Singing with the college men provides some cushioning for the high schoolers’ voices, which develop as hormone changes lengthen the vocal chords, Huff said.

"They crash around, pitch-wise," Huff said. "They literally bump into the walls. So we’re just giving them a wider alley. It doesn’t sound so bad when they bump.”  

Glee Club baritone Kyle Rodriguez, a music major, participated in the festival all four years of high school. He said his experience influenced his decision to attend UNC. 

"There was such an excellent role model of what I think we'd aspire to sing like or express ourselves as, when they’re singing up on that stage," Rodriguez said. "I think it really does inspire a lot of people who come to this festival.”  

This year’s festival features guest conductor Jefferson Johnson, conductor of the Men’s Chorus at the University of Kentucky.  

“One of the reasons why I like him is he programs the way I do,” Huff said about Johnson. “I call it my wedding program. Something old, something new. Something borrowed, something blue.”  

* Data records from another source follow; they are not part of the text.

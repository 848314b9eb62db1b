//! Forwarded-receipt simulation
//!
//! Stands in for receipts forwarded over a chat channel: each call produces
//! one pending expense attributed to the bot submitter.

use chrono::NaiveDate;
use rand::Rng;

use crate::error::VyapaarResult;
use crate::models::{
    Expense, ExpenseDraft, Money, PaymentMethod, Receipt, Submitter, Taxonomy, UserId,
};

use super::ledger::ExpenseLedger;

pub const FORWARDED_MERCHANT: &str = "Whatsapp Forwarded Store";
pub const FORWARDED_DESCRIPTION: &str = "Auto-forwarded from +91 98*** ***10";
pub const FORWARDED_RECEIPT_URL: &str =
    "https://placehold.co/400x600/e2e8f0/475569?text=WhatsApp+Screenshot";
const FORWARDED_CATEGORY: &str = "Materials";

/// The bot identity recorded on forwarded expenses
pub fn forwarding_bot() -> Submitter {
    Submitter {
        id: UserId::from("bot"),
        name: "WhatsApp Bot".into(),
    }
}

/// Build the draft for one forwarded receipt
pub fn forwarded_draft<R: Rng + ?Sized>(
    rng: &mut R,
    taxonomy: Taxonomy<'_>,
    today: NaiveDate,
) -> ExpenseDraft {
    ExpenseDraft {
        date: today,
        amount: Money::from_rupees(rng.gen_range(100..5100)),
        merchant: FORWARDED_MERCHANT.into(),
        business_unit: taxonomy
            .business_units
            .first()
            .cloned()
            .unwrap_or_else(|| "Head Office".into()),
        category: FORWARDED_CATEGORY.into(),
        payment_method: PaymentMethod::Upi,
        description: FORWARDED_DESCRIPTION.into(),
        reference_number: None,
        receipt: Some(Receipt::Url(FORWARDED_RECEIPT_URL.into())),
    }
}

/// Submit a simulated forwarded receipt to the ledger
pub fn simulate_forwarded_expense(
    ledger: &mut ExpenseLedger<'_>,
    today: NaiveDate,
) -> VyapaarResult<Expense> {
    let draft = forwarded_draft(&mut rand::thread_rng(), ledger.taxonomy(), today);
    let expense = ledger.submit(draft, forwarding_bot())?;
    log::info!("Simulated forwarded receipt {} for {}", expense.id, expense.amount);
    Ok(expense)
}
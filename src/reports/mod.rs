//! Reports module for VyapaarTrack
//!
//! Read-only projections of the ledger: the dashboard, the review queue and
//! the filtered expense report, plus the selection state used for bulk
//! actions.

pub mod dashboard;
pub mod expense_report;
pub mod review_queue;
pub mod selection;

pub use dashboard::{DashboardSummary, UnitTotal};
pub use expense_report::{available_months, BusinessFilter, MonthFilter, ReportView};
pub use review_queue::{pending, ReviewQueue};
pub use selection::{BulkAction, Selection};
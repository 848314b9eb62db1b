//! Strongly-typed ID wrappers
//!
//! Identifiers are opaque strings so that documents created elsewhere
//! (e.g. the seed rows `e1`..`e3` or user ids like `u1`) load unchanged.
//! Fresh IDs are random UUIDs.

use serde::{Deserialize, Serialize};
use std::convert::Infallible;
use std::fmt;
use std::str::FromStr;
use uuid::Uuid;

/// Macro to generate ID newtype wrappers
macro_rules! define_id {
    ($name:ident) => {
        #[derive(Debug, Clone, PartialEq, Eq, Hash, PartialOrd, Ord, Serialize, Deserialize)]
        #[serde(transparent)]
        pub struct $name(String);

        impl $name {
            /// Create a new random ID
            pub fn new() -> Self {
                Self(Uuid::new_v4().to_string())
            }

            /// Get the ID as a string slice
            pub fn as_str(&self) -> &str {
                &self.0
            }
        }

        impl Default for $name {
            fn default() -> Self {
                Self::new()
            }
        }

        impl fmt::Display for $name {
            fn fmt(&self, f: &mut fmt::Formatter<'_>) -> fmt::Result {
                f.write_str(&self.0)
            }
        }

        impl From<&str> for $name {
            fn from(s: &str) -> Self {
                Self(s.to_string())
            }
        }

        impl From<String> for $name {
            fn from(s: String) -> Self {
                Self(s)
            }
        }

        impl FromStr for $name {
            type Err = Infallible;

            fn from_str(s: &str) -> Result<Self, Self::Err> {
                Ok(Self(s.trim().to_string()))
            }
        }
    };
}

define_id!(ExpenseId);
define_id!(UserId);
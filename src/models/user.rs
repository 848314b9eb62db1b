//! Users and roles
//!
//! There is no user store: login picks one of the built-in identities.

use serde::{Deserialize, Serialize};
use std::fmt;

use super::expense::Submitter;
use super::ids::UserId;

/// Role selected at login
#[derive(Debug, Clone, Copy, PartialEq, Eq, Hash, Serialize, Deserialize)]
#[serde(rename_all = "lowercase")]
pub enum UserRole {
    Admin,
    Staff,
}

impl fmt::Display for UserRole {
    fn fmt(&self, f: &mut fmt::Formatter<'_>) -> fmt::Result {
        match self {
            Self::Admin => write!(f, "admin"),
            Self::Staff => write!(f, "staff"),
        }
    }
}

/// A logged-in identity
#[derive(Debug, Clone, PartialEq, Eq, Serialize, Deserialize)]
pub struct User {
    pub id: UserId,
    pub name: String,
    pub role: UserRole,
}

impl User {
    pub fn new(id: impl Into<UserId>, name: impl Into<String>, role: UserRole) -> Self {
        Self {
            id: id.into(),
            name: name.into(),
            role,
        }
    }

    pub fn is_admin(&self) -> bool {
        self.role == UserRole::Admin
    }

    /// Identity recorded on expenses this user submits
    pub fn as_submitter(&self) -> Submitter {
        Submitter {
            id: self.id.clone(),
            name: self.name.clone(),
        }
    }

    /// The identities offered at login
    pub fn builtin() -> Vec<User> {
        vec![
            User::new("u1", "Accountant (Admin)", UserRole::Admin),
            User::new("u2", "Site Manager (Staff)", UserRole::Staff),
        ]
    }

    /// Look up a built-in identity by id
    pub fn find_builtin(id: &str) -> Option<User> {
        Self::builtin().into_iter().find(|u| u.id.as_str() == id)
    }
}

Huff said the final concert program alternates between old-fashioned male chorus singing and more contemporary, gospel-influenced compositions, like “Glory” from the movie "Selma," performed by Common and John Legend. 

“It's a great way to open yourself up to the things that are being shared in the music," Rodriguez said. "And just the general experience of being in that room and sharing with everyone else is just, it’s just a joy, and really wonderful.”